Collected data entries —
===============

//! Keyword intent inference and scope selection.
//!
//! Rules are checked in a fixed order and the first match wins. Single
//! keywords match whole words (a trailing plural `s` is tolerated); phrases
//! match as substrings of the whitespace-normalized message.

use sanskara_core::context::{ContextRequest, ContextScope, Intent};
use sanskara_core::state::Record;
use serde_json::json;

const GREETINGS: &[&str] = &[
    "hi",
    "hello",
    "hey",
    "namaste",
    "good morning",
    "good afternoon",
    "good evening",
];

const OPEN_ENDED: &[&str] = &[
    "what should i do",
    "what next",
    "help me",
    "what do you recommend",
    "where do i start",
    "what's the plan",
    "how are things going",
    "what's my progress",
    "what am i missing",
    "anything urgent",
    "what needs attention",
];

const STATUS: &[&str] = &[
    "how is",
    "how am i doing",
    "where do i stand",
    "what's left",
    "progress",
    "planning going",
    "status",
    "overview",
    "summary",
];

const TASK: &[&str] = &[
    "mark as complete",
    "update task",
    "finish task",
    "check off",
    "update status",
    "mark",
    "complete",
    "done",
    "finish",
];

const RITUAL: &[&str] = &[
    "ritual",
    "tradition",
    "ceremony",
    "custom",
    "culture",
    "religious",
    "hindu",
    "sanskrit",
    "puja",
    "pooja",
];

const VENDOR: &[&str] = &[
    "vendor",
    "photographer",
    "caterer",
    "venue",
    "book",
    "shortlist",
    "decorator",
    "florist",
    "dj",
    "band",
    "makeup",
    "mehendi",
];

const BUDGET: &[&str] = &[
    "how much",
    "spent so far",
    "cost of",
    "budget",
    "cost",
    "expense",
    "payment",
    "money",
    "price",
    "spend",
    "afford",
    "expensive",
    "cheap",
    "financial",
];

const TIMELINE: &[&str] = &[
    "next deadline",
    "this week",
    "upcoming tasks",
    "due date",
    "deadline",
    "timeline",
    "schedule",
    "when",
    "date",
    "time",
    "due",
    "urgent",
    "overdue",
];

/// Lowercased message split into words, plus the words rejoined with single
/// spaces for phrase matching.
struct Normalized {
    words: Vec<String>,
    joined: String,
}

impl Normalized {
    fn new(message: &str) -> Self {
        let lower = message.to_lowercase();
        let words: Vec<String> = lower
            .split(|c: char| !(c.is_alphanumeric() || c == '\''))
            .filter(|w| !w.is_empty())
            .map(str::to_owned)
            .collect();
        let joined = words.join(" ");
        Self { words, joined }
    }

    fn matches(&self, keyword: &str) -> bool {
        if keyword.contains(' ') {
            self.joined.contains(keyword)
        } else {
            self.words
                .iter()
                .any(|w| w == keyword || w.strip_suffix('s') == Some(keyword))
        }
    }

    fn any(&self, keywords: &[&str]) -> bool {
        keywords.iter().any(|k| self.matches(k))
    }
}

/// Classify a user message.
pub fn infer_intent(message: &str) -> Intent {
    let trimmed = message.trim();
    if trimmed.chars().count() < 5 {
        return Intent::ProactiveGreeting;
    }

    let text = Normalized::new(trimmed);
    let rules: [(&[&str], Intent); 8] = [
        (GREETINGS, Intent::ProactiveGreeting),
        (OPEN_ENDED, Intent::OpenEnded),
        (STATUS, Intent::StatusCheck),
        (TASK, Intent::TaskManagement),
        (RITUAL, Intent::RitualInquiry),
        (VENDOR, Intent::VendorSearch),
        (BUDGET, Intent::BudgetManagement),
        (TIMELINE, Intent::TimelinePlanning),
    ];

    rules
        .iter()
        .find(|(keywords, _)| text.any(keywords))
        .map_or(Intent::GeneralPlanning, |(_, intent)| *intent)
}

/// The scope an intent needs. Proactive intents get the full picture.
pub fn scope_for(intent: Intent) -> ContextScope {
    if intent.is_proactive() {
        return ContextScope::Proactive;
    }
    match intent {
        Intent::VendorSearch => ContextScope::Vendor,
        Intent::BudgetManagement => ContextScope::Budget,
        Intent::TimelinePlanning => ContextScope::Timeline,
        Intent::TaskManagement => ContextScope::Workflow,
        Intent::RitualInquiry => ContextScope::Minimal,
        _ => ContextScope::Proactive,
    }
}

/// Build a turn's request from the raw user message. An empty message is a
/// proactive greeting.
pub fn build_request(
    wedding_id: impl Into<String>,
    user_id: impl Into<String>,
    message: &str,
    k_turns: usize,
    top_k: usize,
) -> ContextRequest {
    let intent = infer_intent(message);
    ContextRequest::new(wedding_id, user_id, intent, scope_for(intent))
        .with_message(message)
        .with_k_turns(k_turns)
        .with_top_k(top_k)
}

/// A small topic hint for the orchestrator. Empty when nothing stands out.
pub fn thread_hint(message: &str) -> Record {
    let text = Normalized::new(message);
    let hint = if text.any(&["venue", "hall", "banquet", "resort"]) {
        json!({"topic": "vendors", "category": "venue"})
    } else if text.any(&["dj", "band", "music", "sangeet"]) {
        json!({"topic": "vendors", "category": "entertainment"})
    } else if text.any(&["budget", "cost", "expense", "money"]) {
        json!({"topic": "budget"})
    } else if text.any(&["timeline", "deadline", "due", "schedule"]) {
        json!({"topic": "timeline"})
    } else if text.any(&["guest", "rsvp", "invite", "whatsapp"]) {
        json!({"topic": "guests"})
    } else {
        return Record::new();
    };

    match hint {
        serde_json::Value::Object(map) => map,
        _ => Record::new(),
    }
}

#[cfg(test)]
mod tests {
    use super::*;

    #[test]
    fn short_and_greeting_messages_are_proactive() {
        assert_eq!(infer_intent(""), Intent::ProactiveGreeting);
        assert_eq!(infer_intent("yo"), Intent::ProactiveGreeting);
        assert_eq!(infer_intent("Hello there!"), Intent::ProactiveGreeting);
        assert_eq!(infer_intent("Good morning"), Intent::ProactiveGreeting);
    }

    #[test]
    fn greetings_match_whole_words_only() {
        // "this" and "which" must not read as "hi"
        assert_eq!(infer_intent("Which photographer is this?"), Intent::VendorSearch);
    }

    #[test]
    fn rule_order_is_respected() {
        assert_eq!(infer_intent("what should i do next?"), Intent::OpenEnded);
        assert_eq!(infer_intent("Give me an overview of the budget"), Intent::StatusCheck);
        assert_eq!(infer_intent("Mark the venue task as done"), Intent::TaskManagement);
        assert_eq!(infer_intent("Explain the haldi ceremony"), Intent::RitualInquiry);
        assert_eq!(infer_intent("Find caterers in Pune"), Intent::VendorSearch);
        assert_eq!(infer_intent("How much have we spent so far?"), Intent::BudgetManagement);
        assert_eq!(infer_intent("When is the next deadline?"), Intent::TimelinePlanning);
        assert_eq!(infer_intent("Let's talk about the color palette"), Intent::GeneralPlanning);
    }

    #[test]
    fn scopes_follow_intent() {
        assert_eq!(scope_for(Intent::VendorSearch), ContextScope::Vendor);
        assert_eq!(scope_for(Intent::TaskManagement), ContextScope::Workflow);
        assert_eq!(scope_for(Intent::RitualInquiry), ContextScope::Minimal);
        assert_eq!(scope_for(Intent::StatusCheck), ContextScope::Proactive);
        assert_eq!(scope_for(Intent::GeneralPlanning), ContextScope::Proactive);
    }

    #[test]
    fn build_request_carries_windows() {
        let req = build_request("w1", "u1", "What does the budget look like?", 4, 3);
        assert_eq!(req.intent(), Intent::BudgetManagement);
        assert_eq!(req.scope(), ContextScope::Budget);
        assert_eq!(req.k_turns(), 4);
        assert_eq!(req.top_k(), 3);
        assert_eq!(req.message(), "What does the budget look like?");
    }

    #[test]
    fn thread_hints() {
        assert_eq!(thread_hint("Is the banquet hall free?")["category"], "venue");
        assert_eq!(thread_hint("Need a DJ for the sangeet")["category"], "entertainment");
        assert_eq!(thread_hint("Track expenses please")["topic"], "budget");
        assert_eq!(thread_hint("RSVP reminders")["topic"], "guests");
        assert!(thread_hint("Tell me a story").is_empty());
    }
}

===============

Your objective — Return each line of the data above that includes the word "OpenEnded".

Your response —
        (OPEN_ENDED, Intent::OpenEnded),
        assert_eq!(infer_intent("what should i do next?"), Intent::OpenEnded);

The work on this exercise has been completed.